● **WHAT TO WORK ON**
Every line of the entries below that mentions "VerifierError" is to be copied out.

● **EXTRACTED ENTRIES**
//! Bypass mode
//!
//! Non-production environments can accept a fixed pre-agreed credential in
//! place of a federated token. The bypass path never touches the codec or
//! the registry and always resolves to the same identity.

use chrono::{DateTime, Utc};
use partner_types::{Principal, TokenPair, User, UserId};
use uuid::Uuid;

use crate::config::{AuthConfig, BypassConfig};
use crate::crypto::constant_time_str_eq;

/// Fixed identity returned for bypass credentials
pub const BYPASS_USER_ID: Uuid = Uuid::from_u128(1);
pub const BYPASS_USER_EMAIL: &str = "bypass@example.com";
pub const BYPASS_USER_NAME: &str = "Bypass User";
const BYPASS_USER_DIAMONDS: i64 = 1000;

/// Answers whether a presented string is one of the bypass credentials
#[derive(Clone)]
pub struct BypassSessionProvider {
    token: String,
    refresh_token: String,
    expires_in: i64,
    created_at: DateTime<Utc>,
}

impl BypassSessionProvider {
    pub fn new(config: &BypassConfig, access_ttl: std::time::Duration) -> Self {
        Self {
            token: config.token.clone(),
            refresh_token: config.refresh_token.clone(),
            expires_in: i64::try_from(access_ttl.as_secs()).unwrap_or(i64::MAX),
            created_at: Utc::now(),
        }
    }

    /// Accepted at login in place of a federated token
    pub fn is_login_credential(&self, presented: &str) -> bool {
        constant_time_str_eq(presented, &self.token)
    }

    pub fn is_refresh_credential(&self, presented: &str) -> bool {
        constant_time_str_eq(presented, &self.refresh_token)
    }

    /// Accepted as a bearer token on authenticated routes
    pub fn is_access_credential(&self, presented: &str) -> bool {
        constant_time_str_eq(presented, &self.token)
    }

    pub fn user(&self) -> User {
        User {
            id: UserId(BYPASS_USER_ID),
            email: BYPASS_USER_EMAIL.to_string(),
            name: BYPASS_USER_NAME.to_string(),
            diamonds: BYPASS_USER_DIAMONDS,
            created_at: self.created_at,
        }
    }

    pub fn principal(&self) -> Principal {
        Principal {
            user_id: UserId(BYPASS_USER_ID),
            email: BYPASS_USER_EMAIL.to_string(),
        }
    }

    /// The fixed pair handed out for bypass login and refresh
    pub fn session(&self) -> TokenPair {
        TokenPair::new(
            self.token.clone(),
            self.refresh_token.clone(),
            self.expires_in,
        )
    }
}

impl std::fmt::Debug for BypassSessionProvider {
    fn fmt(&self, f: &mut std::fmt::Formatter<'_>) -> std::fmt::Result {
        f.debug_struct("BypassSessionProvider")
            .field("user_id", &BYPASS_USER_ID)
            .finish_non_exhaustive()
    }
}

/// How presented credentials are verified, fixed at startup
#[derive(Debug, Clone)]
pub enum VerificationStrategy {
    /// Federated tokens and signed session tokens only
    Federated,
    /// Bypass credentials are accepted alongside the federated path
    Bypass(BypassSessionProvider),
}

impl VerificationStrategy {
    pub fn from_config(config: &AuthConfig) -> Self {
        match &config.bypass {
            Some(bypass) => {
                tracing::warn!("Bypass mode enabled; fixed credentials are accepted");
                Self::Bypass(BypassSessionProvider::new(bypass, config.access_token_ttl))
            }
            None => Self::Federated,
        }
    }

    pub fn bypass(&self) -> Option<&BypassSessionProvider> {
        match self {
            Self::Bypass(provider) => Some(provider),
            Self::Federated => None,
        }
    }
}
//! Session token types

use chrono::Utc;
use serde::{Deserialize, Serialize};

use crate::UserId;

/// What a signed token may be used for
#[derive(Debug, Clone, Copy, PartialEq, Eq, Hash, Serialize, Deserialize)]
#[serde(rename_all = "lowercase")]
pub enum TokenUse {
    /// Short-lived bearer credential for API calls
    Access,
    /// Long-lived credential redeemable for a new pair
    Refresh,
}

impl std::fmt::Display for TokenUse {
    fn fmt(&self, f: &mut std::fmt::Formatter<'_>) -> std::fmt::Result {
        match self {
            Self::Access => write!(f, "access"),
            Self::Refresh => write!(f, "refresh"),
        }
    }
}

/// Claims carried inside an access or refresh token
#[derive(Debug, Clone, PartialEq, Eq, Serialize, Deserialize)]
pub struct SessionClaims {
    /// Subject (local user ID)
    pub sub: String,
    /// User email
    pub email: String,
    /// Issued at (unix seconds)
    pub iat: i64,
    /// Expires at (unix seconds)
    pub exp: i64,
    /// Unique token ID; keeps two tokens minted in the same second distinct
    pub jti: String,
    pub token_use: TokenUse,
}

impl SessionClaims {
    /// Get the user ID from the subject claim
    pub fn user_id(&self) -> Option<UserId> {
        UserId::parse(&self.sub).ok()
    }

    /// Check if the claims are expired
    pub fn is_expired(&self) -> bool {
        Utc::now().timestamp() > self.exp
    }
}

/// Token pair returned after login or refresh
#[derive(Debug, Clone, Serialize, Deserialize)]
pub struct TokenPair {
    /// Access token (short-lived)
    pub access_token: String,
    /// Refresh token (long-lived)
    pub refresh_token: String,
    /// Seconds until the access token expires
    pub expires_in: i64,
    /// Token type (always "Bearer")
    pub token_type: String,
}

impl TokenPair {
    pub const TOKEN_TYPE: &'static str = "Bearer";

    pub fn new(access_token: String, refresh_token: String, expires_in: i64) -> Self {
        Self {
            access_token,
            refresh_token,
            expires_in,
            token_type: Self::TOKEN_TYPE.to_string(),
        }
    }
}

/// The authenticated caller of a request, derived from a verified access token
#[derive(Debug, Clone, PartialEq, Eq)]
pub struct Principal {
    pub user_id: UserId,
    pub email: String,
}
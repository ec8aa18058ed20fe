//! Partner Auth Core - Session token lifecycle
//!
//! Exchanges a federated (Firebase) identity token for a first-party
//! access/refresh pair, rotates refresh tokens, and revokes them on logout.
//!
//! # Example
//!
//! ```rust,ignore
//! use partner_auth_core::{AuthConfig, AuthSessionOrchestrator, FirebaseVerifier};
//!
//! let config = AuthConfig::try_new(secret, "partner-prod")?;
//! let verifier = Arc::new(FirebaseVerifier::new(config.clone()));
//! let auth = AuthSessionOrchestrator::new(config, verifier, users, tokens, span)?;
//!
//! let outcome = auth.login(&firebase_token).await?;
//! let rotated = auth.refresh(&outcome.tokens.refresh_token).await?;
//! auth.logout(&rotated.refresh_token).await?;
//! ```

pub mod bypass;
pub mod codec;
pub mod config;
pub mod crypto;
pub mod error;
pub mod federated;
pub mod identity;
pub mod issuer;
pub mod registry;
pub mod service;

pub use bypass::{BypassSessionProvider, VerificationStrategy};
pub use codec::{ClaimsCodec, IssuedToken};
pub use config::{AuthConfig, AuthConfigError, BypassConfig};
pub use error::*;
pub use federated::{FederatedClaims, FederatedVerifier, FirebaseVerifier};
pub use identity::IdentityResolver;
pub use issuer::{IssuedSession, SessionIssuer};
pub use registry::RefreshTokenRegistry;
pub use service::*;
//! In-memory user repository

use std::sync::Arc;

use async_trait::async_trait;
use chrono::Utc;
use dashmap::mapref::entry::Entry;
use dashmap::DashMap;
use uuid::Uuid;

use crate::error::{DbError, DbResult};
use crate::models::UserRow;
use crate::repo::{CreateUser, UserRepository};

/// In-memory user repository
#[derive(Default, Clone)]
pub struct MemoryUserRepository {
    users: Arc<DashMap<Uuid, UserRow>>,
    by_email: Arc<DashMap<String, Uuid>>,
}

impl MemoryUserRepository {
    pub fn new() -> Self {
        Self::default()
    }

    /// Number of stored users
    pub fn len(&self) -> usize {
        self.users.len()
    }

    pub fn is_empty(&self) -> bool {
        self.users.is_empty()
    }
}

#[async_trait]
impl UserRepository for MemoryUserRepository {
    async fn find_by_id(&self, id: Uuid) -> DbResult<Option<UserRow>> {
        Ok(self.users.get(&id).map(|r| r.value().clone()))
    }

    async fn find_by_email(&self, email: &str) -> DbResult<Option<UserRow>> {
        let Some(id) = self.by_email.get(email).map(|r| *r.value()) else {
            return Ok(None);
        };
        Ok(self.users.get(&id).map(|r| r.value().clone()))
    }

    async fn create_or_get(&self, user: CreateUser) -> DbResult<UserRow> {
        match self.by_email.entry(user.email.clone()) {
            Entry::Occupied(existing) => self
                .users
                .get(existing.get())
                .map(|r| r.value().clone())
                .ok_or(DbError::NotFound),
            Entry::Vacant(slot) => {
                let now = Utc::now();
                let row = UserRow {
                    id: user.id,
                    email: user.email,
                    name: user.name,
                    diamonds: 0,
                    created_at: now,
                    updated_at: now,
                };
                self.users.insert(row.id, row.clone());
                slot.insert(row.id);
                Ok(row)
            }
        }
    }
}
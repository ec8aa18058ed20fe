//! Axum extractors for authentication and request bodies

use axum::extract::{FromRef, FromRequest, FromRequestParts};
use axum::http::header;
use axum::http::request::Parts;
use partner_types::{Principal, UserId};

use crate::error::ApiError;
use crate::state::AppState;

/// JSON body whose rejection renders as an [`ApiError`]
#[derive(Debug, FromRequest)]
#[from_request(via(axum::Json), rejection(ApiError))]
pub struct ApiJson<T>(pub T);

/// Authenticated caller, resolved from `Authorization: Bearer <access token>`
#[derive(Debug, Clone)]
pub struct AuthUser {
    pub user_id: UserId,
    pub email: String,
}

impl From<Principal> for AuthUser {
    fn from(principal: Principal) -> Self {
        Self {
            user_id: principal.user_id,
            email: principal.email,
        }
    }
}

impl<S> FromRequestParts<S> for AuthUser
where
    AppState: FromRef<S>,
    S: Send + Sync,
{
    type Rejection = ApiError;

    async fn from_request_parts(parts: &mut Parts, state: &S) -> Result<Self, Self::Rejection> {
        let app_state = AppState::from_ref(state);
        let token = bearer_token(parts)?;

        let principal = app_state.auth.authenticate(token).map_err(|e| {
            tracing::debug!(kind = e.error_code(), "Bearer token rejected");
            ApiError::Unauthorized
        })?;

        Ok(Self::from(principal))
    }
}

/// Extract the token from an `Authorization: Bearer` header
fn bearer_token(parts: &Parts) -> Result<&str, ApiError> {
    let value = parts
        .headers
        .get(header::AUTHORIZATION)
        .ok_or(ApiError::Unauthorized)?
        .to_str()
        .map_err(|_| ApiError::Unauthorized)?;

    match value.strip_prefix("Bearer ") {
        Some(token) if !token.trim().is_empty() => Ok(token.trim()),
        _ => Err(ApiError::Unauthorized),
    }
}
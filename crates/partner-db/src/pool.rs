//! Database connection pool

use sqlx::PgPool;

/// Database connection pool type alias
pub type DbPool = PgPool;

/// Create a new database connection pool
pub async fn create_pool(database_url: &str) -> Result<DbPool, sqlx::Error> {
    PgPool::connect(database_url).await
}

/// Apply the bundled schema migrations
pub async fn run_migrations(pool: &DbPool) -> Result<(), sqlx::migrate::MigrateError> {
    sqlx::migrate!("./migrations").run(pool).await
}
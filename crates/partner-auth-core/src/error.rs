//! Auth errors
//!
//! Each stage of the lifecycle has its own error type; [`AuthError`] wraps
//! them with the stage that failed and is what the orchestrator returns.

use partner_db::DbError;
use partner_types::TokenUse;
use thiserror::Error;

/// Session token codec errors
#[derive(Error, Debug, Clone, PartialEq, Eq)]
pub enum TokenError {
    /// Token could not be parsed or is missing required claims
    #[error("malformed token")]
    Malformed,

    /// Signature or algorithm does not match
    #[error("token signature invalid")]
    SignatureInvalid,

    /// Token has expired
    #[error("token expired")]
    Expired,

    /// A refresh token presented as an access token, or vice versa
    #[error("token is not a {expected} token")]
    WrongUse { expected: TokenUse },

    /// Encoding failed
    #[error("failed to sign token: {0}")]
    Signing(String),
}

/// Refresh token registry errors
#[derive(Error, Debug)]
pub enum RegistryError {
    /// No live record for the token
    #[error("refresh token not registered")]
    NotFound,

    /// The requested expiry is not in the future
    #[error("refresh token expiry is not in the future")]
    AlreadyExpired,

    /// The backing store failed
    #[error("registry store error: {0}")]
    Store(#[from] DbError),
}

/// Federated identity verifier errors
#[derive(Error, Debug, Clone, PartialEq, Eq)]
pub enum VerifierError {
    #[error("invalid federated token")]
    InvalidToken,

    #[error("federated token expired")]
    TokenExpired,

    /// Signing keys could not be fetched or parsed
    #[error("failed to fetch signing keys: {0}")]
    KeyFetch(String),
}

/// Failure while minting a session pair
#[derive(Error, Debug)]
pub enum IssuanceError {
    #[error("signing failed: {0}")]
    Signing(#[from] TokenError),

    #[error("refresh token registration failed: {0}")]
    Registration(#[from] RegistryError),
}

/// Session lifecycle errors
#[derive(Error, Debug)]
pub enum AuthError {
    #[error("login: federated token rejected: {0}")]
    InvalidFederatedToken(#[source] VerifierError),

    #[error("login: email missing from federated claims")]
    EmailMissing,

    #[error("login: failed to resolve user: {0}")]
    IdentityResolutionFailed(#[source] DbError),

    #[error("failed to issue session tokens: {0}")]
    TokenIssuanceFailed(#[source] IssuanceError),

    #[error("refresh: invalid refresh token: {0}")]
    InvalidRefreshToken(#[source] TokenError),

    #[error("refresh: refresh token not found")]
    RefreshTokenNotFound,

    #[error("refresh: refresh token owner does not match its subject")]
    OwnershipMismatch,

    #[error("refresh: failed to retire refresh token: {0}")]
    RevocationFailed(#[source] RegistryError),

    #[error("logout: failed to delete refresh token: {0}")]
    LogoutFailed(#[source] RegistryError),

    #[error("invalid access token: {0}")]
    InvalidAccessToken(#[source] TokenError),
}

impl AuthError {
    /// Get HTTP status code for this error.
    ///
    /// Every login and refresh failure is a 401; the kind is never exposed.
    pub fn status_code(&self) -> u16 {
        match self {
            Self::LogoutFailed(_) => 500,
            _ => 401,
        }
    }

    /// Stable identifier for logs and metric labels
    pub fn error_code(&self) -> &'static str {
        match self {
            Self::InvalidFederatedToken(_) => "INVALID_FEDERATED_TOKEN",
            Self::EmailMissing => "EMAIL_MISSING",
            Self::IdentityResolutionFailed(_) => "IDENTITY_RESOLUTION_FAILED",
            Self::TokenIssuanceFailed(_) => "TOKEN_ISSUANCE_FAILED",
            Self::InvalidRefreshToken(_) => "INVALID_REFRESH_TOKEN",
            Self::RefreshTokenNotFound => "REFRESH_TOKEN_NOT_FOUND",
            Self::OwnershipMismatch => "OWNERSHIP_MISMATCH",
            Self::RevocationFailed(_) => "REVOCATION_FAILED",
            Self::LogoutFailed(_) => "LOGOUT_FAILED",
            Self::InvalidAccessToken(_) => "INVALID_ACCESS_TOKEN",
        }
    }
}
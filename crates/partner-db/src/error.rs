//! Database errors

use thiserror::Error;

/// Database errors
#[derive(Error, Debug)]
pub enum DbError {
    /// SQLx error
    #[error("database error: {0}")]
    Sqlx(#[from] sqlx::Error),

    /// Record not found
    #[error("record not found")]
    NotFound,

    /// A unique key is already taken
    #[error("conflict: {0}")]
    Conflict(String),

    /// Backing store could not be reached
    #[error("store unavailable: {0}")]
    Unavailable(String),
}

/// Database result type
pub type DbResult<T> = Result<T, DbError>;

impl DbError {
    /// Map a sqlx error, turning unique violations into `Conflict`
    pub(crate) fn from_insert(err: sqlx::Error) -> Self {
        match &err {
            sqlx::Error::Database(db) if db.is_unique_violation() => {
                Self::Conflict(db.message().to_string())
            }
            _ => Self::Sqlx(err),
        }
    }
}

● **PROBLEM SOLUTION**
pub enum VerifierError {
    InvalidFederatedToken(#[source] VerifierError),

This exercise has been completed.